So, anyway, legally, it's quite simple; when it's time for ASP, you have to move your car. In reality, it's confusing as hell. If you live on a block with a school, a fire house, a police precinct or some other thing I haven't thought of, you just need to get your car out of there for the hour and a half. If you live on a residential street in Manhattan, odds are that you can sit in your car double-parked until the street sweeper passes by and then everyone moves back over the the illegal side of the street in a beautifully choreographed performance.
In my neighborhood, you can usually just double park on the other side of the street and you don't have to sit in your car waiting, but if you see the street sweeper go by, don't think that means it's time to move your car back. Here, they care about the times on the street sign; not whether or not the street got cleaned.

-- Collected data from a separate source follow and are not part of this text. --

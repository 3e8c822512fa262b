//! Text-generation service boundary
//!
//! The pipeline talks to the generation service (DeepSeek via Ollama)
//! through the narrow `TextGenerator` capability, so the backend is
//! swappable and mockable without touching pipeline logic.
//! Uses a long-lived reqwest::Client for connection pooling.

use crate::config::GenerationConfig;
use crate::error::BankQueryError;
use crate::Result;
use async_trait::async_trait;
use reqwest::Client;
use serde::{Deserialize, Serialize};
use std::time::Duration;
use tracing::{error, info};

/// Single-turn text generation: one prompt in, one reply out.
#[async_trait]
pub trait TextGenerator: Send + Sync {
    async fn generate(&self, prompt: &str) -> Result<String>;
}

/// Reusable Ollama chat client (connection-pooled)
pub struct OllamaClient {
    client: Client,
    base_url: String,
    model: String,
}

impl OllamaClient {
    pub fn new(config: GenerationConfig) -> Self {
        let client = Client::builder()
            .pool_idle_timeout(Duration::from_secs(90))
            .pool_max_idle_per_host(8)
            .build()
            .expect("Failed to build HTTP client");

        Self {
            client,
            base_url: config.base_url,
            model: config.model,
        }
    }
}

#[async_trait]
impl TextGenerator for OllamaClient {
    async fn generate(&self, prompt: &str) -> Result<String> {
        let url = format!("{}/api/chat", self.base_url);

        let request = ChatRequest {
            model: self.model.clone(),
            messages: vec![ChatMessage {
                role: "user".to_string(),
                content: prompt.to_string(),
            }],
            stream: false,
        };

        info!(model = %self.model, "Calling generation service");

        let response = self
            .client
            .post(&url)
            .json(&request)
            .send()
            .await
            .map_err(|e| {
                error!("Generation request failed: {}", e);
                BankQueryError::Generation(format!("Generation request failed: {}", e))
            })?;

        if !response.status().is_success() {
            let error_text = response.text().await.unwrap_or_default();
            error!("Generation service error response: {}", error_text);
            return Err(BankQueryError::Generation(format!(
                "Generation service error: {}",
                error_text
            )));
        }

        let chat_response: ChatResponse = response.json().await.map_err(|e| {
            error!("Failed to parse generation response: {}", e);
            BankQueryError::Generation(format!("Generation parse error: {}", e))
        })?;

        Ok(chat_response.message.content)
    }
}

#[derive(Debug, Serialize)]
struct ChatRequest {
    model: String,
    messages: Vec<ChatMessage>,
    stream: bool,
}

#[derive(Debug, Serialize, Deserialize)]
struct ChatMessage {
    role: String,
    content: String,
}

#[derive(Debug, Deserialize)]
struct ChatResponse {
    message: ChatMessage,
}

/// Scripted generator for development & testing
/// Keeps the pipeline exercisable without a running Ollama instance.
/// Replies are handed out in order; the prompts seen are recorded.
pub struct ScriptedGenerator {
    replies: std::sync::Mutex<std::collections::VecDeque<Result<String>>>,
    prompts: std::sync::Mutex<Vec<String>>,
}

impl ScriptedGenerator {
    pub fn new(replies: Vec<Result<String>>) -> Self {
        Self {
            replies: std::sync::Mutex::new(replies.into_iter().collect()),
            prompts: std::sync::Mutex::new(Vec::new()),
        }
    }

    /// Convenience constructor for plain-text scripts.
    pub fn replying(replies: &[&str]) -> Self {
        Self::new(replies.iter().map(|r| Ok(r.to_string())).collect())
    }

    /// Number of generation calls made so far.
    pub fn calls(&self) -> usize {
        self.prompts.lock().expect("prompt log poisoned").len()
    }

    /// Prompts received, in call order.
    pub fn prompts(&self) -> Vec<String> {
        self.prompts.lock().expect("prompt log poisoned").clone()
    }
}

#[async_trait]
impl TextGenerator for ScriptedGenerator {
    async fn generate(&self, prompt: &str) -> Result<String> {
        self.prompts
            .lock()
            .expect("prompt log poisoned")
            .push(prompt.to_string());

        self.replies
            .lock()
            .expect("reply script poisoned")
            .pop_front()
            .unwrap_or_else(|| {
                Err(BankQueryError::Generation(
                    "Scripted generator exhausted".to_string(),
                ))
            })
    }
}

Most people leave a note on the windshield with their phone number in case the guy you're blocking wants to drive away. It's all very civilized. But remember, this is just something that doesn't get enforced in certain neighborhoods...you can still get a ticket for double parking if some cop has a bug up his ass.
Here's where it has recently gotten interesting. The city has put in a bunch of bike lanes all over the city. In the shot below, the car on the right is legally parked for the day. Then, there's the bike lane. Then there's the guy parked in the middle of the road (and the cops won't bother him). That blue car on the left in the distance? He got a ticket...cause he's on the side that's illegal (as opposed to the middle which is only sorta-kinda illegal but wink, wink).
I know it all makes sense, but it just looks really retarded. It looks even more retarded when the street cleaning rules end. Then you have everyone driving this serpentine path down the block because nobody moves their cars out of the middle of the road at the exact same time.